Cryptography (encryption) is the process of protecting information by transforming it into an unreadable format, called cipher text. This will usually be done using cryptographic key systems to encrypt and decrypt cipher text.

These systems include the Diffie-Hellman key exchange, as well as Advanced Encryption Standard (AES) and the Data Encryption Standard (DES) for Symmetric encryption, and RSA for Asymmetric encryption.

Diffie-Hellman DH key exchange in itself is not a data encryption algorithm but a public-key technology used to agree on a single secret key via a public network to be used in a symmetric encryption system. DH uses two different numbers to derive a single secret key. DH is asymmetric because each communicant has a different key to start with and they end up with the same secret key which is used to encrypt and decrypt a message. But it is important to remember that Diffie-Helman is only used to create and share a single symmetric key that both communicants can use to encrypt and decrypt messages to one another. The process it uses to do this is asymmetric. Simplified DH example: Alice and Bob decide, publicly on a number (15).

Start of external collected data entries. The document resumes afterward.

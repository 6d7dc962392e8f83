//! BM25 ranking over the inverted index.

use super::index::{Field, InvertedIndex};
use super::query::QueryClause;
use crate::config::SearchConfig;
use crate::corpus::Corpus;
use ahash::{AHashMap, AHashSet};
use std::time::{Duration, Instant};

/// Standard BM25 constants.
pub(crate) const BM25_K1: f32 = 1.2;
pub(crate) const BM25_B: f32 = 0.75;

/// BM25 contribution of one term in one field of one segment.
pub fn bm25(
    term_frequency: f32,
    doc_freq: f32,
    segment_count: f32,
    field_length: f32,
    avg_field_length: f32,
) -> f32 {
    let idf = ((segment_count - doc_freq + 0.5) / (doc_freq + 0.5) + 1.0).ln();
    let norm = BM25_K1 * (1.0 - BM25_B + BM25_B * field_length / avg_field_length);
    idf * (term_frequency * (BM25_K1 + 1.0)) / (term_frequency + norm)
}

/// One scored segment, with the query terms that actually matched it (the
/// snippet extractor highlights these).
#[derive(Debug, Clone)]
pub struct RankedHit {
    pub segment: u32,
    pub score: f32,
    pub matched_terms: Vec<String>,
}

/// Ranked output, truncated to the requested limit.
#[derive(Debug, Clone)]
pub struct RankedResults {
    pub hits: Vec<RankedHit>,
    /// True when a deadline expired mid-evaluation and the hits reflect only
    /// the clauses scored so far.
    pub partial: bool,
}

/// Scores parsed query clauses against one index snapshot.
pub struct Ranker<'a> {
    index: &'a InvertedIndex,
    corpus: &'a Corpus,
    config: &'a SearchConfig,
}

impl<'a> Ranker<'a> {
    pub fn new(index: &'a InvertedIndex, corpus: &'a Corpus, config: &'a SearchConfig) -> Self {
        Self {
            index,
            corpus,
            config,
        }
    }

    /// Rank all segments against the query clauses.
    ///
    /// The deadline is checked between clause evaluations; on expiry the
    /// scores accumulated so far are ranked and returned with `partial`
    /// set. Evaluation never blocks indefinitely.
    pub fn rank(
        &self,
        clauses: &[QueryClause],
        limit: usize,
        deadline: Option<Duration>,
    ) -> RankedResults {
        let started = Instant::now();
        let mut scores: AHashMap<u32, f32> = AHashMap::new();
        let mut matched: AHashMap<u32, AHashSet<&str>> = AHashMap::new();
        let mut partial = false;

        for clause in clauses {
            if let Some(budget) = deadline
                && started.elapsed() >= budget
            {
                partial = true;
                break;
            }
            match clause {
                QueryClause::Term(term) => self.score_term(term, &mut scores, &mut matched),
                QueryClause::Phrase(terms) => self.score_phrase(terms, &mut scores, &mut matched),
            }
        }

        let mut hits: Vec<RankedHit> = scores
            .into_iter()
            .filter(|(_, score)| *score > 0.0)
            .map(|(segment, score)| {
                let mut matched_terms: Vec<String> = matched
                    .get(&segment)
                    .into_iter()
                    .flatten()
                    .map(ToString::to_string)
                    .collect();
                matched_terms.sort_unstable();
                RankedHit {
                    segment,
                    score,
                    matched_terms,
                }
            })
            .collect();

        // Deterministic order: score, then shallower breadcrumb, then path,
        // then id. Ties on score are common for heading-only segments.
        hits.sort_by(|a, b| {
            b.score
                .total_cmp(&a.score)
                .then_with(|| self.tie_key(a.segment).cmp(&self.tie_key(b.segment)))
                .then_with(|| a.segment.cmp(&b.segment))
        });
        hits.truncate(limit);

        RankedResults { hits, partial }
    }

    fn tie_key(&self, segment: u32) -> (usize, &str) {
        self.corpus
            .get(segment)
            .map_or((usize::MAX, ""), |s| (s.titles.len(), s.path.as_str()))
    }

    fn score_term<'q>(
        &self,
        term: &'q str,
        scores: &mut AHashMap<u32, f32>,
        matched: &mut AHashMap<u32, AHashSet<&'q str>>,
    ) {
        let segment_count = self.index.segment_count() as f32;
        let doc_freq = self.index.doc_freq(term) as f32;

        for posting in self.index.postings(term) {
            let contribution = self.config.field_weight(posting.field)
                * bm25(
                    posting.term_frequency as f32,
                    doc_freq,
                    segment_count,
                    self.index.field_length(posting.segment, posting.field) as f32,
                    self.index.avg_field_length(posting.field),
                );
            *scores.entry(posting.segment).or_insert(0.0) += contribution;
            matched.entry(posting.segment).or_default().insert(term);
        }

        // Substring containment against the breadcrumb catches partial
        // words the token index cannot ("distin" still finds "Distinct
        // Counts"). Flat bonus, on top of any exact-token contribution.
        for (segment, title) in self.index.title_texts() {
            if title.contains(term) {
                *scores.entry(segment).or_insert(0.0) += self.config.title_contains_bonus;
                matched.entry(segment).or_default().insert(term);
            }
        }
    }

    fn score_phrase<'q>(
        &self,
        terms: &'q [String],
        scores: &mut AHashMap<u32, f32>,
        matched: &mut AHashMap<u32, AHashSet<&'q str>>,
    ) {
        let Some(first) = terms.first() else { return };
        let segment_count = self.index.segment_count() as f32;

        // Candidates are exactly the (segment, field) coordinates where the
        // first term occurs; the rest of the phrase is verified positionally.
        for posting in self.index.postings(first) {
            let occurrences = self.phrase_occurrences(terms, posting.segment, posting.field);
            if occurrences == 0 {
                continue;
            }

            let field_length = self.index.field_length(posting.segment, posting.field) as f32;
            let avg = self.index.avg_field_length(posting.field);
            let mut contribution = 0.0;
            for term in terms {
                contribution += bm25(
                    occurrences as f32,
                    self.index.doc_freq(term) as f32,
                    segment_count,
                    field_length,
                    avg,
                );
            }
            contribution *= self.config.field_weight(posting.field) * self.config.phrase_bonus;

            *scores.entry(posting.segment).or_insert(0.0) += contribution;
            let terms_matched = matched.entry(posting.segment).or_default();
            for term in terms {
                terms_matched.insert(term.as_str());
            }
        }

        // Whole-phrase containment in the breadcrumb, like single terms.
        let phrase_text = terms.join(" ");
        for (segment, title) in self.index.title_texts() {
            if title.contains(&phrase_text) {
                *scores.entry(segment).or_insert(0.0) += self.config.title_contains_bonus;
                let terms_matched = matched.entry(segment).or_default();
                for term in terms {
                    terms_matched.insert(term.as_str());
                }
            }
        }
    }

    /// Count positions where every phrase term appears contiguously, in
    /// order, within the given field of the given segment.
    fn phrase_occurrences(&self, terms: &[String], segment: u32, field: Field) -> u32 {
        let mut position_lists = Vec::with_capacity(terms.len());
        for term in terms {
            match self.index.posting_for(term, segment, field) {
                Some(posting) => position_lists.push(posting.positions.as_slice()),
                None => return 0,
            }
        }
        let Some((starts, rest)) = position_lists.split_first() else {
            return 0;
        };
        starts
            .iter()
            .filter(|&&start| {
                rest.iter().enumerate().all(|(i, positions)| {
                    positions.binary_search(&(start + 1 + i as u32)).is_ok()
                })
            })
            .count() as u32
    }
}
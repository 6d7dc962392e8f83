//! Tracing initialization.

use std::sync::Once;
use tracing_subscriber::EnvFilter;

static INIT: Once = Once::new();

/// Initialize tracing. Safe to call multiple times.
///
/// Logs go to stderr so stdout stays clean for `--json` output. Under a test
/// harness the subscriber captures output per-test instead.
pub fn init() {
    INIT.call_once(|| {
        let is_test =
            std::env::var("NEXTEST").is_ok() || std::env::var("CARGO_TARGET_TMPDIR").is_ok();
        let filter = EnvFilter::from_default_env().add_directive(
            if is_test {
                tracing::Level::DEBUG
            } else {
                tracing::Level::INFO
            }
            .into(),
        );

        let builder = tracing_subscriber::fmt()
            .with_env_filter(filter)
            .with_ansi(false)
            .with_target(true)
            .compact();

        if is_test {
            let _ = builder.with_test_writer().try_init();
        } else if let Err(e) = builder.with_writer(std::io::stderr).try_init() {
            eprintln!("Failed to initialize tracing: {}", e);
        }
    });
}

Alice then chooses a secret number(2) that no one knows and takes the public number and puts it to the power of her secret number (15^2=225) and sends the result (225) to Bob.

Bob then does the same exact thing that Alice does, but with his secret number(3). So he takes the public number(15) and puts it to the power of his secret number (15^3=3375) and then sends the result (3375) to Alice.

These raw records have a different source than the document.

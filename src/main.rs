use anyhow::Context;
use clap::Parser;
use docsearch::cli::{Cli, Commands};
use docsearch::corpus::Corpus;
use docsearch::error::BuildError;
use docsearch::{SearchConfig, SearchService, cache};
use std::path::{Path, PathBuf};
use std::time::{Duration, SystemTime};

#[tokio::main]
async fn main() -> anyhow::Result<()> {
    docsearch::tracing::init();
    let cli = Cli::parse();

    match cli.command {
        Commands::Build { corpus, cache } => build(&corpus, cache.as_deref()).await,
        Commands::Search {
            query,
            corpus,
            limit,
            timeout_ms,
            json,
            cache,
            config,
        } => {
            search(
                &query,
                &corpus,
                limit,
                timeout_ms.map(Duration::from_millis),
                json,
                cache.as_deref(),
                config.as_deref(),
            )
            .await
        }
    }
}

async fn build(corpus_path: &Path, cache_path: Option<&Path>) -> anyhow::Result<()> {
    let corpus = load_corpus(corpus_path).await?;
    let service = SearchService::default();
    let report = service.build(corpus)?;

    println!(
        "indexed {} segments ({} dropped), {} terms in {:?}",
        report.segments, report.dropped, report.terms, report.elapsed
    );

    if let Some(path) = cache_path {
        let index = service
            .index()
            .context("build completed but no index was published")?;
        cache::store(&index, path).await;
        println!("cached index at {}", path.display());
    }
    Ok(())
}

async fn search(
    query: &str,
    corpus_path: &Path,
    limit: usize,
    deadline: Option<Duration>,
    json: bool,
    cache_path: Option<&Path>,
    config_path: Option<&Path>,
) -> anyhow::Result<()> {
    let config = match config_path {
        Some(path) => SearchConfig::load(path)?,
        None => SearchConfig::default(),
    };
    let corpus = load_corpus(corpus_path).await?;
    let service = SearchService::new(config);

    let cached = match cache_path {
        Some(path) => cache::load(path, corpus_mtime(corpus_path).await).await,
        None => None,
    };
    match cached {
        Some(index) if index.segment_count() as usize == corpus.len() => {
            service.install(corpus, index);
        }
        _ => {
            service.build(corpus)?;
            if let Some(path) = cache_path
                && let Some(index) = service.index()
            {
                cache::store(&index, path).await;
            }
        }
    }

    let results = service.search(query, limit, deadline)?;

    if json {
        println!("{}", serde_json::to_string_pretty(&results)?);
        return Ok(());
    }

    if results.results.is_empty() {
        println!("No results");
        return Ok(());
    }
    if results.partial {
        println!("(partial results: ranking deadline exceeded)");
    }
    for result in &results.results {
        println!("{:>7.2}  {}", result.score, result.titles.join(" › "));
        println!("         {}", result.href);
        if !result.snippet.is_empty() {
            println!("         {}", result.snippet);
        }
    }
    Ok(())
}

async fn load_corpus(path: &Path) -> anyhow::Result<Corpus> {
    let bytes = tokio::fs::read(path).await.map_err(|source| BuildError::Io {
        path: PathBuf::from(path),
        source,
    })?;
    Ok(Corpus::from_json_slice(&bytes, path)?)
}

async fn corpus_mtime(path: &Path) -> Option<SystemTime> {
    tokio::fs::metadata(path).await.ok()?.modified().ok()
}
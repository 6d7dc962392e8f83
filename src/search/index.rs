//! The immutable inverted index: token postings and field statistics.

use ahash::AHashMap;
use serde::{Deserialize, Serialize};

/// Which stream of a segment a posting came from. Field weighting is the
/// main ranking lever: a breadcrumb names the concept a page is about, so
/// title matches outrank body matches, which outrank code matches.
#[derive(Debug, Clone, Copy, PartialEq, Eq, Hash, Serialize, Deserialize)]
pub enum Field {
    Title,
    Body,
    Code,
}

impl Field {
    pub(crate) const ALL: [Self; 3] = [Self::Title, Self::Body, Self::Code];

    pub(crate) fn index(self) -> usize {
        match self {
            Self::Title => 0,
            Self::Body => 1,
            Self::Code => 2,
        }
    }
}

/// One entry in a token's posting list: where the token occurred and how
/// often. Positions are token ordinals within the segment's field stream.
#[derive(Debug, Clone, Serialize, Deserialize)]
pub struct Posting {
    pub segment: u32,
    pub field: Field,
    pub term_frequency: u32,
    pub positions: Vec<u32>,
}

/// Derived search structure over one corpus. Immutable once built: a rebuild
/// produces an entirely new index, never a mutation of this one.
#[derive(Debug, Clone, Serialize, Deserialize)]
pub struct InvertedIndex {
    /// Token → postings, each list sorted by (segment, field).
    postings: AHashMap<String, Vec<Posting>>,
    /// Token → number of distinct segments containing it in any field.
    doc_freq: AHashMap<String, u32>,
    /// Per-segment token counts, indexed by segment id then [`Field::index`].
    field_lengths: Vec<[u32; 3]>,
    /// Mean field lengths across the corpus, for BM25 normalization.
    avg_field_lengths: [f32; 3],
    /// Lowercased plain breadcrumb text per segment, for substring matching
    /// against partial query terms.
    title_text: Vec<String>,
}

impl InvertedIndex {
    pub(crate) fn new(
        postings: AHashMap<String, Vec<Posting>>,
        doc_freq: AHashMap<String, u32>,
        field_lengths: Vec<[u32; 3]>,
        avg_field_lengths: [f32; 3],
        title_text: Vec<String>,
    ) -> Self {
        debug_assert_eq!(field_lengths.len(), title_text.len());
        Self {
            postings,
            doc_freq,
            field_lengths,
            avg_field_lengths,
            title_text,
        }
    }

    /// Posting list for a token; empty if the token is unknown.
    pub fn postings(&self, token: &str) -> &[Posting] {
        self.postings.get(token).map_or(&[], Vec::as_slice)
    }

    /// The posting for one exact (token, segment, field) coordinate.
    pub fn posting_for(&self, token: &str, segment: u32, field: Field) -> Option<&Posting> {
        let list = self.postings(token);
        list.binary_search_by_key(&(segment, field.index()), |p| (p.segment, p.field.index()))
            .ok()
            .map(|i| &list[i])
    }

    /// Number of distinct segments containing the token in any field.
    pub fn doc_freq(&self, token: &str) -> u32 {
        self.doc_freq.get(token).copied().unwrap_or(0)
    }

    pub fn field_length(&self, segment: u32, field: Field) -> u32 {
        self.field_lengths
            .get(segment as usize)
            .map_or(0, |lengths| lengths[field.index()])
    }

    pub fn avg_field_length(&self, field: Field) -> f32 {
        self.avg_field_lengths[field.index()]
    }

    /// Lowercased breadcrumb text per segment.
    pub(crate) fn title_texts(&self) -> impl Iterator<Item = (u32, &str)> {
        self.title_text
            .iter()
            .enumerate()
            .map(|(id, text)| (id as u32, text.as_str()))
    }

    /// Number of unique tokens in the index.
    pub fn term_count(&self) -> usize {
        self.postings.len()
    }

    /// Number of segments the index was built over.
    pub fn segment_count(&self) -> u32 {
        self.field_lengths.len() as u32
    }
}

At this point in the game Alice has Bob’s result 3375 and Bob has Alice’s result of 225. Now the fun part. Alice takes’ Bob’s result (3375) and puts it to the power of her secret number(3375^2=11390625). Then Bob takes Alice’s result and puts it to the power of his secret number (225^3=11390625). Magically(or shall we say “mathically”) they come up with the same number!</em>

RSA The acronym stands for Rivest, Shamir and Adelman, the inventors of the public-key encryption agorithm. RSA is the most widely used asymmetric public-key encryption algorithm. RSA implements a Public/Private key pair system whereby a message encrypted with the public key can only be decrypted with the private key, and vice versa.

The RSA encryption algorithm relies on the fact that there is no efficient way to factor very large prime numbers. Take the following example: ? * ? = 6,700,283. It would take trial and error, computer resources and a lot of time to compute the factors of a very large prime number. An encryption key greater than 2048 bits for example, would take all of the worlds combined computing resources many hundreds of years to work out what two prime numbers were multiplied together, i.e find out the encryption key pair. This time factor is important. The RSA algorithm is breakable, but the time it would take would be so long that the information that was encrypted would no longer have any relevance.

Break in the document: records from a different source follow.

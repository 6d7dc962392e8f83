//! Markup stripping and tokenization for segment fields and queries.
//!
//! Queries and indexed text go through the exact same pipeline, so a term
//! always takes the same normalized form on both sides of the index. The
//! pipeline is pure and locale-independent: identical input yields an
//! identical token stream.

/// Minimum token length for indexing. Single characters are punctuation,
/// operators, or list markers in this corpus and are never searched for.
pub(crate) const MIN_TOKEN_LENGTH: usize = 2;

/// Longest entity body we attempt to decode (`&#x10FFFF;` is 9 chars).
const MAX_ENTITY_LENGTH: usize = 10;

/// A normalized token with its location in the plain-text projection.
#[derive(Debug, Clone, PartialEq, Eq)]
pub struct Token {
    /// Lowercased token text.
    pub text: String,
    /// Ordinal within the stream. Dropped-as-too-short words still advance
    /// this counter, so two tokens with consecutive positions really were
    /// adjacent words in the source text.
    pub position: u32,
    /// Byte offset of the token start in the projection it was cut from.
    pub start: usize,
    /// Byte offset one past the token end.
    pub end: usize,
}

/// Produce the plain-text projection of a markup-bearing field.
///
/// Tags are dropped and replaced by a single space so adjacent words do not
/// fuse; entities are then decoded. Markup is not assumed well-formed: an
/// unterminated tag strips from its `<` to the end of the text rather than
/// erroring.
pub fn strip_markup(text: &str) -> String {
    let mut visible = String::with_capacity(text.len());
    let mut rest = text;
    loop {
        match rest.find('<') {
            Some(open) => {
                visible.push_str(&rest[..open]);
                match rest[open..].find('>') {
                    Some(close) => {
                        visible.push(' ');
                        rest = &rest[open + close + 1..];
                    }
                    // Unterminated tag swallows the remainder.
                    None => break,
                }
            }
            None => {
                visible.push_str(rest);
                break;
            }
        }
    }
    decode_entities(&visible)
}

/// Decode HTML entities. Unknown entities pass through literally.
fn decode_entities(text: &str) -> String {
    let mut out = String::with_capacity(text.len());
    let mut rest = text;
    while let Some(amp) = rest.find('&') {
        out.push_str(&rest[..amp]);
        let tail = &rest[amp + 1..];
        match parse_entity(tail) {
            Some((decoded, consumed)) => {
                out.push(decoded);
                rest = &tail[consumed..];
            }
            None => {
                out.push('&');
                rest = tail;
            }
        }
    }
    out.push_str(rest);
    out
}

/// Parse one entity body (the text after `&`). Returns the decoded character
/// and the number of bytes consumed including the trailing `;`.
fn parse_entity(tail: &str) -> Option<(char, usize)> {
    let semi = tail.find(';')?;
    if semi == 0 || semi > MAX_ENTITY_LENGTH {
        return None;
    }
    let name = &tail[..semi];
    let decoded = if let Some(hex) = name.strip_prefix("#x").or_else(|| name.strip_prefix("#X")) {
        char::from_u32(u32::from_str_radix(hex, 16).ok()?)?
    } else if let Some(dec) = name.strip_prefix('#') {
        char::from_u32(dec.parse().ok()?)?
    } else {
        match name {
            "amp" => '&',
            "lt" => '<',
            "gt" => '>',
            "quot" => '"',
            "apos" => '\'',
            "nbsp" => '\u{a0}',
            _ => return None,
        }
    };
    Some((decoded, semi + 1))
}

/// Tokenize a plain-text projection into an ordered token stream.
///
/// Splits on non-alphanumeric boundaries while keeping `_` and `-` inside
/// identifiers, since documentation is rich in `snake_case` and
/// `hyphen-ated` code terms. Connectors at a word edge are trimmed, so
/// `--flag` indexes as `flag`.
pub fn tokenize(plain: &str) -> Vec<Token> {
    let mut tokens = Vec::new();
    let mut position = 0u32;
    let mut run_start: Option<usize> = None;

    for (i, c) in plain.char_indices() {
        if c.is_alphanumeric() || c == '_' || c == '-' {
            run_start.get_or_insert(i);
        } else if let Some(start) = run_start.take() {
            emit(plain, start, i, &mut position, &mut tokens);
        }
    }
    if let Some(start) = run_start {
        emit(plain, start, plain.len(), &mut position, &mut tokens);
    }

    tokens
}

/// Tokenize markup-bearing text directly. Query strings take this path so
/// that their terms match what the index builder saw for paragraph text.
pub fn tokenize_markup(text: &str) -> Vec<Token> {
    tokenize(&strip_markup(text))
}

fn emit(plain: &str, mut start: usize, mut end: usize, position: &mut u32, tokens: &mut Vec<Token>) {
    let bytes = plain.as_bytes();
    while start < end && matches!(bytes[start], b'-' | b'_') {
        start += 1;
    }
    while end > start && matches!(bytes[end - 1], b'-' | b'_') {
        end -= 1;
    }
    if start == end {
        // Pure connector run ("--", "__"): an operator, not a word.
        return;
    }
    let raw = &plain[start..end];
    if raw.chars().count() >= MIN_TOKEN_LENGTH {
        tokens.push(Token {
            text: raw.to_lowercase(),
            position: *position,
            start,
            end,
        });
    }
    // Too-short words still occupy a position so that phrase adjacency
    // reflects the source text.
    *position += 1;
}

#[cfg(test)]
mod tests {
    use super::*;
    use assert2::check;
    use rstest::rstest;

    fn texts(tokens: &[Token]) -> Vec<&str> {
        tokens.iter().map(|t| t.text.as_str()).collect()
    }

    #[rstest]
    #[case("<code>distinct</code> counts", " distinct  counts")]
    #[case("a <a href=\"/x.md\">link</a>.", "a  link .")]
    #[case("no markup here", "no markup here")]
    #[case("broken <span unterminated", "broken ")]
    #[case("&lt;pipeline&gt; &amp; stages", "<pipeline> & stages")]
    #[case("x &#38; y &#x26; z", "x & y & z")]
    #[case("AT&T &unknown; &;", "AT&T &unknown; &;")]
    fn strip_markup_cases(#[case] input: &str, #[case] expected: &str) {
        check!(strip_markup(input) == expected);
    }

    #[rstest]
    #[case("Distinct Counts", &["distinct", "counts"])]
    #[case("snake_case_name stays", &["snake_case_name", "stays"])]
    #[case("hyphen-ated too", &["hyphen-ated", "too"])]
    #[case("--flag __dunder", &["flag", "dunder"])]
    #[case("a + b == c", &[])]
    #[case("group_by(flight_count)", &["group_by", "flight_count"])]
    fn tokenize_cases(#[case] input: &str, #[case] expected: &[&str]) {
        check!(texts(&tokenize(input)) == expected);
    }

    #[test]
    fn short_words_hold_positions() {
        let tokens = tokenize("distinct 5 counts");
        check!(texts(&tokens) == ["distinct", "counts"]);
        check!(tokens[0].position == 0);
        // "5" sat between them, so the surviving tokens are not adjacent.
        check!(tokens[1].position == 2);
    }

    #[test]
    fn operator_runs_do_not_hold_positions() {
        let tokens = tokenize("distinct -- counts");
        check!(tokens[1].position - tokens[0].position == 1);
    }

    #[test]
    fn byte_spans_point_into_projection() {
        let plain = strip_markup("see <b>Aggregates</b> here");
        let tokens = tokenize(&plain);
        let spans: Vec<&str> = tokens.iter().map(|t| &plain[t.start..t.end]).collect();
        check!(spans == ["see", "Aggregates", "here"]);
    }

    #[test]
    fn query_and_paragraph_tokens_agree() {
        // Index/query term symmetry: the same text yields the same tokens
        // whether it arrives as a query or as paragraph markup.
        let paragraph = "Distinct counts may be used to count distinct values";
        let body = tokenize_markup(paragraph);
        let query = tokenize_markup(paragraph);
        check!(texts(&body) == texts(&query));
    }

    #[test]
    fn lowercasing_is_unconditional() {
        let tokens = tokenize("SELECT DISTINCT Counts");
        check!(texts(&tokens) == ["select", "distinct", "counts"]);
    }

    #[test]
    fn unicode_does_not_panic() {
        for input in ["Москва", "日本", "🦀🦀", "café"] {
            let _ = tokenize_markup(input);
        }
    }

    #[test]
    fn empty_and_whitespace() {
        check!(tokenize("").is_empty());
        check!(tokenize("   \n\t").is_empty());
    }
}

Symmetric(private-key) vs Asymmetric(public-key) encryption

  • Symmetric encryption uses the same key to encrypt and decrypt data, whereas asymmetric encryption uses a key-pair (public and private), where the data encrypted with a public key can ONLY be decrypted by the private key and vice versa.
  • Symmetric encryption is generally faster than Asymmetric encryption and consumes less resources, which is an important consideration when needing to encrypt large amounts of data.
  • Because symmetric encryption relies on the key always being kept secure, provided it is kept secure, then it can’t be “brute-forced” the same way asymmetric encryption can be. Because in asymmetric encryption anyone can use the public key in the key-pair as a basis for working out the private key.
  • The fundamental trade-off between choosing Symmetric or Asymmetric encryption will be one of Performance(Symmetric) vs. Security(Asymmetric).